A me è parso e tutt’ora pare il caso di prendere spunto dalla vicenda citata non per metter naso su questioni locali, ma su problematiche generali che riguardano l’intero quadro politico.
E tale angolatura, se ha qualche fondamento, dovrebbe interessare tutti perché investirebbe il modo di essere della nostra democrazia.
Da tempo ad ogni livello politico, in nome dell’efficienza, della logica del fare, dell’assioma che il tempo è tiranno, ha preso il sopravvento, nelle scelte politiche, la decisione di vertice con relativa delegittimazione o falso coinvolgimento di realtà collettive.

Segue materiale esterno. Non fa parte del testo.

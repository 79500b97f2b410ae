//! 結果摘要計算

use plate_core::{ResultRow, Summary};
use rust_decimal::{Decimal, RoundingStrategy};

/// 浪費百分比 = 100 × 超產量 / 實際生產量，四捨五入到小數兩位（銀行家捨入）
///
/// 生產量為 0 時回傳 0。
pub fn waste_percentage(total_excess: i64, total_produced: i64) -> Decimal {
    if total_produced <= 0 {
        return Decimal::ZERO;
    }
    (Decimal::from(total_excess) * Decimal::ONE_HUNDRED / Decimal::from(total_produced))
        .round_dp_with_strategy(2, RoundingStrategy::MidpointNearestEven)
}

/// 經由十進位字串轉換，取得最接近的 f64（避免 7.69 變成 7.6899999...）
fn decimal_to_f64(value: Decimal) -> f64 {
    value.to_string().parse().unwrap_or(0.0)
}

/// 由結果列與張數建立摘要
pub fn summarize(
    rows: &[ResultRow],
    total_sheets: i64,
    total_items: u64,
    plate_count: u32,
    ups_capacity: u32,
) -> Summary {
    let total_produced: i64 = rows.iter().map(|r| r.qty_produced).sum();
    let total_excess = total_produced - total_items as i64;
    let waste = waste_percentage(total_excess, total_produced);

    Summary {
        total_sheets,
        total_produced,
        total_excess,
        waste_percentage: decimal_to_f64(waste),
        total_plates: plate_count,
        total_items,
        ups_capacity,
    }
}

Da questa logica è nato il leaderismo, che a me mai è piaciuto perché non aiuta gli altri a crescere, a diventare più responsabili, ad essere arbitri del loro destino, come sarebbe giusto in una società evoluta e matura.
Vedo questo grave inconveniente anche nella riforma del funzionamento dei Comuni che ha comportato per i Sindaci un carico di funzioni e poteri tipiche di un titolare d’azienda.
Ma da questa questione specifica risalgo a quella più generale e più negativa che è una sempre più scarsa disponibilità al dialogo, al confronto, ed in qualsiasi contesto.
Di ciò, invece, ci sarebbe estremo bisogno alla luce delle enormi novità che segnano questa fase della storia umana e che non trovano nessuno sufficientemente preparato.